14.

136 10 0
                                    

Urusan apa yang Jerico maksud itu, hah? Kenapa dia malah ikut belanja bersamaku di supermarket setelah kami pulang sekolah?

"Lo ngapain, sih?" keluhku.

Aku bosan melihat Jerico di mana-mana.

"Nemenin pacar belanja," kata Jerico, dia mengambil alih troli yang kupegang.

Aku kaget, melihat ke sekeliling, "Siapa pacar lo, di mana dia?"

Jerico malah memandangku, "Bukannya pacar gue itu elo."

Aku tertawa sumbang, "Ngaco. Kapan kita jadian?"

Jerico berjalan mendahuluiku hingga aku berlari mengikutinya, dia berkata, "Elo sendiri yang bilang baju yang lo pake itu baju pacar lo. Sementara itu baju gue. Otomatis gue pacar lo dong?"

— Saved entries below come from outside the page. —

//! Browser `localStorage` backend.

use super::{NoteStore, StorageError, StoreFuture};
#[cfg(feature = "tracing")]
use tracing::error;
use web_sys::{wasm_bindgen::JsValue, Storage};

const LOCAL_STORAGE_PREFIX: &str = "qn-";

impl From<JsValue> for StorageError {
    fn from(value: JsValue) -> Self {
        StorageError::WebSys(format!("{value:?}"))
    }
}

/// Implementation of [`NoteStore`] on top of `window.localStorage`.
#[derive(Debug, Default, Clone, Copy)]
pub struct LocalStorage;

impl LocalStorage {
    /// Creates a new instance of [`LocalStorage`].
    pub fn new() -> Self {
        Self
    }

    fn get_local_storage(&self) -> Result<Storage, StorageError> {
        match gloo_utils::window().local_storage() {
            Ok(Some(storage)) => Ok(storage),
            Ok(None) => Err(StorageError::WebSys(
                "LocalStorage not available".to_string(),
            )),
            Err(e) => {
                #[cfg(feature = "tracing")]
                error!("Could not find local storage: {e:?}");
                Err(StorageError::from(e))
            }
        }
    }
}

impl NoteStore for LocalStorage {
    fn get<'a>(
        &'a mut self,
        key: &'a str,
    ) -> StoreFuture<'a, Result<Option<String>, StorageError>> {
        Box::pin(async move {
            let local_storage = self.get_local_storage()?;
            let key = format!("{}{}", LOCAL_STORAGE_PREFIX, key);
            Ok(local_storage.get_item(&key)?)
        })
    }

    fn set<'a>(
        &'a mut self,
        key: &'a str,
        value: String,
    ) -> StoreFuture<'a, Result<(), StorageError>> {
        Box::pin(async move {
            let local_storage = self.get_local_storage()?;
            let key = format!("{}{}", LOCAL_STORAGE_PREFIX, key);
            if let Err(e) = local_storage.set_item(&key, &value) {
                // Quota exhaustion surfaces here.
                #[cfg(feature = "tracing")]
                error!("Could not set item in local storage: {e:?}");
                return Err(StorageError::from(e));
            }
            Ok(())
        })
    }
}

impl From<LocalStorage> for Box<dyn NoteStore> {
    fn from(storage: LocalStorage) -> Self {
        Box::new(storage)
    }
}
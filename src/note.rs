//! The note entity and its persisted record format.
//!
//! A note is encoded as a JSON object with the fields `id`, `title`, `content`,
//! `colorValue` and `updatedAt`. Decoding validates each field explicitly and reports
//! the first violation as a [`MalformedRecordError`].

use chrono::{DateTime, Local, NaiveDateTime, SecondsFormat, SubsecRound, TimeZone, Utc};
use serde_json::{Map, Value};
use std::fmt;

pub mod draft;

pub use draft::NoteDraft;

const FIELD_ID: &str = "id";
const FIELD_TITLE: &str = "title";
const FIELD_CONTENT: &str = "content";
const FIELD_COLOR: &str = "colorValue";
const FIELD_UPDATED_AT: &str = "updatedAt";

/// Offset-less ISO-8601 date-time, as written by clients that store local time.
const LOCAL_TIMESTAMP_FORMAT: &str = "%Y-%m-%dT%H:%M:%S%.f";

/// A 32-bit ARGB display color. The repository never interprets it.
#[derive(Debug, Clone, Copy, PartialEq, Eq, Hash)]
pub struct ColorValue(pub u32);

impl ColorValue {
    /// Fully opaque white, used when a record carries no color.
    pub const DEFAULT: ColorValue = ColorValue(0xFFFF_FFFF);

    /// Returns the raw ARGB value.
    pub fn argb(self) -> u32 {
        self.0
    }
}

impl Default for ColorValue {
    fn default() -> Self {
        Self::DEFAULT
    }
}

impl From<u32> for ColorValue {
    fn from(value: u32) -> Self {
        ColorValue(value)
    }
}

impl fmt::Display for ColorValue {
    fn fmt(&self, f: &mut fmt::Formatter<'_>) -> fmt::Result {
        write!(f, "#{:08X}", self.0)
    }
}

/// A persisted record could not be decoded into a [`Note`].
#[derive(Debug, Clone, PartialEq, Eq, thiserror::Error)]
pub enum MalformedRecordError {
    /// The record is not a JSON object.
    #[error("Note record is not an object")]
    NotAnObject,
    /// A required field is absent.
    #[error("Note record is missing field `{0}`")]
    MissingField(&'static str),
    /// A field is present with the wrong type.
    #[error("Note record field `{field}` must be {expected}")]
    WrongType {
        field: &'static str,
        expected: &'static str,
    },
    /// `updatedAt` is not a parseable timestamp.
    #[error("Note record has invalid timestamp {value:?}: {reason}")]
    InvalidTimestamp { value: String, reason: String },
}

/// A single user note.
///
/// `updated_at` is stamped with the current time whenever a note is created or revised,
/// and is otherwise only restored from a persisted record.
#[derive(Debug, Clone, PartialEq, Eq)]
pub struct Note {
    id: String,
    title: String,
    content: String,
    color: ColorValue,
    updated_at: DateTime<Utc>,
}

impl Note {
    /// Creates a note with a freshly generated unique id.
    pub fn new<T, C>(title: T, content: C, color: ColorValue) -> Self
    where
        T: Into<String>,
        C: Into<String>,
    {
        Self::with_id(uuid::Uuid::new_v4().to_string(), title, content, color)
    }

    /// Creates a note with a caller-chosen id.
    pub fn with_id<I, T, C>(id: I, title: T, content: C, color: ColorValue) -> Self
    where
        I: Into<String>,
        T: Into<String>,
        C: Into<String>,
    {
        Self {
            id: id.into(),
            title: title.into(),
            content: content.into(),
            color,
            updated_at: now(),
        }
    }

    /// Returns an edited copy of this note that keeps its id.
    pub fn revise<T, C>(&self, title: T, content: C, color: ColorValue) -> Self
    where
        T: Into<String>,
        C: Into<String>,
    {
        Self::with_id(self.id.clone(), title, content, color)
    }

    pub fn id(&self) -> &str {
        &self.id
    }

    pub fn title(&self) -> &str {
        &self.title
    }

    pub fn content(&self) -> &str {
        &self.content
    }

    pub fn color(&self) -> ColorValue {
        self.color
    }

    pub fn updated_at(&self) -> DateTime<Utc> {
        self.updated_at
    }

    /// Whether the title or content contains `needle`, which must already be lowercase.
    pub(crate) fn matches_lowercase(&self, needle: &str) -> bool {
        self.title.to_lowercase().contains(needle) || self.content.to_lowercase().contains(needle)
    }

    /// Encodes this note as a persisted record.
    pub fn to_record(&self) -> Map<String, Value> {
        let mut record = Map::new();
        record.insert(FIELD_ID.to_string(), Value::from(self.id.as_str()));
        record.insert(FIELD_TITLE.to_string(), Value::from(self.title.as_str()));
        record.insert(
            FIELD_CONTENT.to_string(),
            Value::from(self.content.as_str()),
        );
        record.insert(FIELD_COLOR.to_string(), Value::from(self.color.0));
        record.insert(
            FIELD_UPDATED_AT.to_string(),
            Value::from(encode_timestamp(&self.updated_at)),
        );
        record
    }

    /// Decodes a persisted record.
    ///
    /// `colorValue` may be absent or `null`, in which case [`ColorValue::DEFAULT`] is used.
    /// Every other field is required.
    pub fn from_record(value: &Value) -> Result<Self, MalformedRecordError> {
        let record = value.as_object().ok_or(MalformedRecordError::NotAnObject)?;
        let id = required_str(record, FIELD_ID)?;
        let title = required_str(record, FIELD_TITLE)?;
        let content = required_str(record, FIELD_CONTENT)?;
        let color = match record.get(FIELD_COLOR) {
            None | Some(Value::Null) => ColorValue::DEFAULT,
            Some(value) => value
                .as_u64()
                .and_then(|value| u32::try_from(value).ok())
                .map(ColorValue)
                .ok_or(MalformedRecordError::WrongType {
                    field: FIELD_COLOR,
                    expected: "a 32-bit unsigned integer",
                })?,
        };
        let updated_at = parse_timestamp(required_str(record, FIELD_UPDATED_AT)?)?;

        Ok(Self {
            id: id.to_string(),
            title: title.to_string(),
            content: content.to_string(),
            color,
            updated_at,
        })
    }
}

fn required_str<'a>(
    record: &'a Map<String, Value>,
    field: &'static str,
) -> Result<&'a str, MalformedRecordError> {
    match record.get(field) {
        None => Err(MalformedRecordError::MissingField(field)),
        Some(value) => value.as_str().ok_or(MalformedRecordError::WrongType {
            field,
            expected: "a string",
        }),
    }
}

/// Current time at the precision the record encoding preserves.
fn now() -> DateTime<Utc> {
    Utc::now().trunc_subsecs(6)
}

fn encode_timestamp(timestamp: &DateTime<Utc>) -> String {
    timestamp.to_rfc3339_opts(SecondsFormat::Micros, true)
}

fn parse_timestamp(value: &str) -> Result<DateTime<Utc>, MalformedRecordError> {
    if let Ok(timestamp) = DateTime::parse_from_rfc3339(value) {
        return Ok(timestamp.with_timezone(&Utc));
    }
    let invalid = |reason: String| MalformedRecordError::InvalidTimestamp {
        value: value.to_string(),
        reason,
    };
    let naive = NaiveDateTime::parse_from_str(value, LOCAL_TIMESTAMP_FORMAT)
        .map_err(|e| invalid(e.to_string()))?;
    Local
        .from_local_datetime(&naive)
        .earliest()
        .map(|timestamp| timestamp.with_timezone(&Utc))
        .ok_or_else(|| invalid("local time does not exist".to_string()))
}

Aku melihat Jerico seperti dia adalah orang aneh dan hanya berdecih, lalu berujar, "Kalo akhirnya barengan gini, ngapain lo jual mahal segala nolak permintaan mamah buat nemenin gue?"

Jerico menoleh, dia sedikit menunduk kerena aku lebih pendek darinya, "Kalau tadi pagi gue mau, berarti gue nemenin elo sebagai kakak dan bukannya pacar!"

Jadi, maksudnya sekarang dia bertindak sebagai pacarku, begitu?

Aku mendelik sinis padanya, "Geer banget lo. Mana mau gue pacaran sama bajingan!"

Jerico berhenti berjalan dan menghadapkan tubuhnya padaku, berkata pelan dengan nada yang dalam, "Gue jadi bajingan emang karena siapa?"

Hatiku bergetar diintimidasi seperti itu, tapi aku harus kuat jika ingin melawannya, "Siapa lagi? Bukannya demi menjaga cewek yang lo suka lo bikin gue jadi boneka se-ks lo, hah?"

Jerico menggeleng-gelengkan kepala, dia menunduk dan berbisik, "Gue ulangi. Bahkan dengan cara yang kotor, gue akan dapetin cewek itu."

Cara kotor apa yang Jerico maksud? Aku sama sekali tidak bisa menebak isi kepalanya, apalagi perilakunya. Jika dia memang mencintai gadis itu mengapa dia malah di sini bersamaku? Sepertinya aku salah lagi, dia bukan pria setia seperti Papah Hendra. Jerico itu buaya darat!

Jerico berjalan lagi sambil melihat daftar belanjaan. Dia dan aku mengelilingi setengah supermarket sampai akhirnya berdiri menunggu pembayaran di kasir. Setelah selesai, kami pulang menggunakan mobil.

"Eh, mampir dulu dong ke indomalu, gue lupa beli sesuatu," kataku ketika melihat tempat yang kumau di sisi jalan.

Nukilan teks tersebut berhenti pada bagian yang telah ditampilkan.